Stage IB NSCLC is the most common pathologic stage accounting for 29% of resected pathologic stages IA to IIIA [1]. The incidence of new cases of lung cancer in the United States in 2004 is 174,000, of which approximately 139,000 are NSCLC [6]. Accepting that 25% to 30% of these patients would be offered surgery based on a clinical stage of I, II, and selected IIIA disease [7], this translates into an estimate of 12,000 patients with pathologic stage IB disease annually in the United States. Thus the number of patients with pathologic stage IB NSCLC is significant being only slightly less than all new cases annually of esophageal cancer [6].
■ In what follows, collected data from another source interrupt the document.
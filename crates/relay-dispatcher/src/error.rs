//! Dispatcher error types.

use relay_outbox::OutboxError;
use thiserror::Error;

/// Errors that abort a whole dispatch cycle. Per-event failures never
/// surface here; they become event status changes.
#[derive(Error, Debug)]
pub enum DispatchError {
    /// Outbox store unreachable or failing
    #[error("Outbox store error: {0}")]
    Store(#[from] OutboxError),

    /// Another cycle of this dispatcher is still running
    #[error("Dispatch cycle already in progress")]
    CycleInProgress,

    /// Shutdown was signalled before the cycle could claim anything
    #[error("Dispatcher is shutting down")]
    Shutdown,
}

impl DispatchError {
    /// Whether the error means the outbox store could not be reached.
    pub fn is_infrastructure(&self) -> bool {
        matches!(self, Self::Store(_))
    }
}

/// Result type for dispatcher operations.
pub type DispatchResult<T> = Result<T, DispatchError>;
//! Error types for search index operations.

use thiserror::Error;

/// Errors returned by [`SearchIndex`](crate::SearchIndex) implementations.
#[derive(Debug, Error)]
pub enum IndexError {
    /// Network or transport-level HTTP error from reqwest.
    #[error("HTTP error: {0}")]
    Transport(#[from] reqwest::Error),

    /// The index answered but cannot serve the request right now
    /// (5xx, 429, authentication).
    #[error("Index unavailable: {status} - {message}")]
    Unavailable { status: u16, message: String },

    /// The request did not complete within the configured timeout.
    #[error("Index request timed out: {0}")]
    Timeout(String),

    /// A concurrent write won and its version could not be read back.
    #[error("Version conflict on {index}/{id}")]
    VersionConflict { index: String, id: String },

    /// The index refused the document (mapping or schema violation).
    #[error("Index rejected request: {status} - {message}")]
    Rejected { status: u16, message: String },

    /// The response body did not have the expected shape.
    #[error("Malformed index response: {0}")]
    MalformedResponse(String),

    /// Invalid URL, credentials, or client setup.
    #[error("Configuration error: {0}")]
    Config(String),
}

impl IndexError {
    /// Whether retrying the same write later can succeed.
    pub fn is_transient(&self) -> bool {
        match self {
            Self::Transport(_)
            | Self::Unavailable { .. }
            | Self::Timeout(_)
            | Self::VersionConflict { .. } => true,
            Self::Rejected { .. } | Self::MalformedResponse(_) | Self::Config(_) => false,
        }
    }

    /// Build the error for a non-success HTTP status.
    pub fn from_status(status: u16, message: impl Into<String>) -> Self {
        let message = message.into();
        match status {
            401 | 403 | 408 | 429 | 500..=599 => Self::Unavailable { status, message },
            _ => Self::Rejected { status, message },
        }
    }

    pub(crate) fn from_transport(e: reqwest::Error) -> Self {
        if e.is_timeout() {
            Self::Timeout(e.to_string())
        } else {
            Self::Transport(e)
        }
    }
}

/// Result type for search index operations.
pub type IndexResult<T> = Result<T, IndexError>;
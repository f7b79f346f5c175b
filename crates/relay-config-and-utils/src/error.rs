//! Core error types for relay configuration and setup.

use thiserror::Error;

/// Error type for configuration and environment setup.
#[derive(Error, Debug)]
pub enum CoreError {
    /// Configuration error
    #[error("Configuration error: {0}")]
    Config(String),

    /// IO error
    #[error("IO error: {0}")]
    Io(#[from] std::io::Error),

    /// URL parsing error
    #[error("Invalid URL: {0}")]
    InvalidUrl(#[from] url::ParseError),

    /// JSON serialization/deserialization error
    #[error("JSON error: {0}")]
    Json(#[from] serde_json::Error),

    /// Path error (e.g., home directory not found)
    #[error("Path error: {0}")]
    Path(String),

    /// Logging could not be installed
    #[error("Logging error: {0}")]
    Logging(#[from] observability::InitError),
}

/// Result type alias using CoreError.
pub type CoreResult<T> = Result<T, CoreError>;
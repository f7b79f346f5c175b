//! Configuration, paths, and logging setup shared by the outbox relay crates.

mod config;
mod error;
mod logging;
mod paths;

pub use config::{
    Config, DispatcherSettings, ElasticsearchSettings, RetrySettings, DEFAULT_ELASTICSEARCH_URL,
    DEFAULT_INDEX_PREFIX, DEFAULT_LOG_LEVEL,
};
pub use error::{CoreError, CoreResult};
pub use logging::{init_logging, parse_level, SERVICE_NAME};
pub use paths::Paths;
//! JSON layer producing one structured object per event.
//!
//! Each line carries: timestamp (RFC 3339), level, service, pid, target,
//! message, structured fields, the enclosing span path, and source location.

use chrono::Utc;
use serde::Serialize;
use std::collections::BTreeMap;
use std::fmt;
use std::io::Write;
use tracing::field::{Field, Visit};
use tracing::{Event, Level, Subscriber};
use tracing_subscriber::fmt::MakeWriter;
use tracing_subscriber::layer::Context;
use tracing_subscriber::registry::LookupSpan;
use tracing_subscriber::Layer;

/// A single structured log entry.
#[derive(Debug, Clone, Serialize)]
pub struct LogEntry {
    pub timestamp: String,
    pub level: String,
    pub service: String,
    pub pid: u32,
    pub target: String,
    pub message: String,
    #[serde(skip_serializing_if = "BTreeMap::is_empty")]
    pub fields: BTreeMap<String, serde_json::Value>,
    /// Span path from root to leaf, joined with `:`.
    #[serde(skip_serializing_if = "Option::is_none")]
    pub span: Option<String>,
    #[serde(skip_serializing_if = "Option::is_none")]
    pub file: Option<String>,
    #[serde(skip_serializing_if = "Option::is_none")]
    pub line: Option<u32>,
}

#[derive(Default)]
struct FieldVisitor {
    fields: BTreeMap<String, serde_json::Value>,
    message: Option<String>,
}

impl FieldVisitor {
    fn insert(&mut self, field: &Field, value: serde_json::Value) {
        self.fields.insert(field.name().to_string(), value);
    }
}

impl Visit for FieldVisitor {
    fn record_debug(&mut self, field: &Field, value: &dyn fmt::Debug) {
        let value_str = format!("{:?}", value);
        if field.name() == "message" {
            self.message = Some(value_str);
        } else {
            self.insert(field, serde_json::Value::String(value_str));
        }
    }

    fn record_str(&mut self, field: &Field, value: &str) {
        if field.name() == "message" {
            self.message = Some(value.to_string());
        } else {
            self.insert(field, serde_json::Value::String(value.to_string()));
        }
    }

    fn record_i64(&mut self, field: &Field, value: i64) {
        self.insert(field, serde_json::Value::Number(value.into()));
    }

    fn record_u64(&mut self, field: &Field, value: u64) {
        self.insert(field, serde_json::Value::Number(value.into()));
    }

    fn record_bool(&mut self, field: &Field, value: bool) {
        self.insert(field, serde_json::Value::Bool(value));
    }

    fn record_f64(&mut self, field: &Field, value: f64) {
        let json = serde_json::Number::from_f64(value)
            .map(serde_json::Value::Number)
            .unwrap_or_else(|| serde_json::Value::String(value.to_string()));
        self.insert(field, json);
    }

    fn record_error(&mut self, field: &Field, value: &(dyn std::error::Error + 'static)) {
        self.insert(field, serde_json::Value::String(value.to_string()));
    }
}

/// Layer that serializes every event as a [`LogEntry`] line.
pub struct JsonLayer<W> {
    service_name: String,
    pid: u32,
    make_writer: W,
}

impl<W> JsonLayer<W> {
    pub fn new(service_name: String, make_writer: W) -> Self {
        Self {
            service_name,
            pid: std::process::id(),
            make_writer,
        }
    }
}

impl<S, W> Layer<S> for JsonLayer<W>
where
    S: Subscriber + for<'a> LookupSpan<'a>,
    W: for<'writer> MakeWriter<'writer> + 'static,
{
    fn on_event(&self, event: &Event<'_>, ctx: Context<'_, S>) {
        let mut visitor = FieldVisitor::default();
        event.record(&mut visitor);

        let span = ctx.event_scope(event).map(|scope| {
            scope
                .from_root()
                .map(|span| span.name())
                .collect::<Vec<_>>()
                .join(":")
        });

        let metadata = event.metadata();
        let entry = LogEntry {
            timestamp: Utc::now().to_rfc3339_opts(chrono::SecondsFormat::Micros, true),
            level: level_label(*metadata.level()).to_string(),
            service: self.service_name.clone(),
            pid: self.pid,
            target: metadata.target().to_string(),
            message: visitor.message.unwrap_or_default(),
            fields: visitor.fields,
            span,
            file: metadata.file().map(|s| s.to_string()),
            line: metadata.line(),
        };

        if let Ok(json) = serde_json::to_string(&entry) {
            let mut writer = self.make_writer.make_writer();
            let _ = writeln!(writer, "{}", json);
        }
    }
}

fn level_label(level: Level) -> &'static str {
    match level {
        Level::TRACE => "TRACE",
        Level::DEBUG => "DEBUG",
        Level::INFO => "INFO",
        Level::WARN => "WARN",
        Level::ERROR => "ERROR",
    }
}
Despite advances in the imaging of lung cancer, as well as a better understanding of its tumor biology, there have been no significant changes to the staging system to reflect this progress. Although there remains significant hope for using immunohistochemical protein analysis or other molecular biology or gene-array analyses of tumors to prognosticate and guide therapy, published results for the majority of such biomarkers are frequently conflicting, and their use in clinical practice has been limited to a discouragingly few clinical trials. In contrast, basic histopathologic tumor variables are uniformly utilized and reported [8], although their ability to guide adjuvant therapy has never been rigorously evaluated. We believe that this is the first study that has evaluated all of these variables with respect to pathologic stage IB NSCLC only.

As shown in our data, the classification of a T2 lesion is largely based on either size or visceral pleural invasion criteria, with no patient being classified solely on the presence of atelectasis or lobar obstruction or the 2 cm carinal proximity rule. This suggests that the latter stated two T2 criteria could be omitted in future iterations of the staging system.

Given the 57% 5-year survival for pathologic staged T2N0M0 NSCLC [1], it is highly likely that there are unrecognized tumor biologic variables in the current staging classification that account for worse prognosis than would be expected for node-negative NSCLC. In an analysis of isolated stage IB patients, Padilla and colleagues [9] found that tumor size was the only predictive variable for a worse prognosis. The importance of tumor size in T2 lesions has also been emphasized by Carbone and colleagues [10] who have a shown 5-year survivals of 62% and 51% for T2NO lesions greater than 3.0 cm and less than or equal to 5.0 cm, and greater than 5.0 cm, respectively. Similarly several authors have identified visceral pleural invasion to be an independent negative prognosticator in stage IB patients as well as other stages [11–13].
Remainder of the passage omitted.